-- Extracted data --
//! Speech engine boundaries.
//!
//! The gateway treats speech-to-text and text-to-speech as external
//! collaborators behind traits. Implementations shell out to local tools or
//! call a cloud API; authentication never depends on them.

pub mod stt;
pub mod tts;

pub use stt::{Transcriber, Transcript, WhisperCommand};
pub use tts::{GeminiTts, SayCommand, SynthesizedAudio, Synthesizer};
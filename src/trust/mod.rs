//! Device trust and request authentication.
//!
//! Everything that decides whether an inbound request is allowed to reach a
//! handler: the durable device registry, replay detection, rate limiting,
//! the pairing bootstrap, and the authenticator that ties them together.

pub mod authenticator;
pub mod nonce;
pub mod pairing;
pub mod rate_limit;
pub mod registry;

pub use authenticator::{RawCredentials, RequestAuthenticator};
pub use nonce::NonceCache;
pub use pairing::{CodeDelivery, ConsoleDelivery, PairingCoordinator};
pub use rate_limit::{BucketParams, EndpointClass, RateLimitConfig, RateLimiter};
pub use registry::{
    derive_device_id, DeviceRecord, DeviceRegistry, DeviceRole, JsonFileStore, MemoryStore,
    RegistryStore,
};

-- Directions --
The expected output is the complete listing, word for word.

-- Result of this task --
//! Speech engine boundaries.
//!
//! The gateway treats speech-to-text and text-to-speech as external
//! collaborators behind traits. Implementations shell out to local tools or
//! call a cloud API; authentication never depends on them.

pub mod stt;
pub mod tts;

pub use stt::{Transcriber, Transcript, WhisperCommand};
pub use tts::{GeminiTts, SayCommand, SynthesizedAudio, Synthesizer};
filename src/trust/mod.rs
//! Device trust and request authentication.
//!
//! Everything that decides whether an inbound request is allowed to reach a
//! handler: the durable device registry, replay detection, rate limiting,
//! the pairing bootstrap, and the authenticator that ties them together.

pub mod authenticator;
pub mod nonce;
pub mod pairing;
pub mod rate_limit;
pub mod registry;

pub use authenticator::{RawCredentials, RequestAuthenticator};
pub use nonce::NonceCache;
pub use pairing::{CodeDelivery, ConsoleDelivery, PairingCoordinator};
pub use rate_limit::{BucketParams, EndpointClass, RateLimitConfig, RateLimiter};
pub use registry::{
    derive_device_id, DeviceRecord, DeviceRegistry, DeviceRole, JsonFileStore, MemoryStore,
    RegistryStore,
};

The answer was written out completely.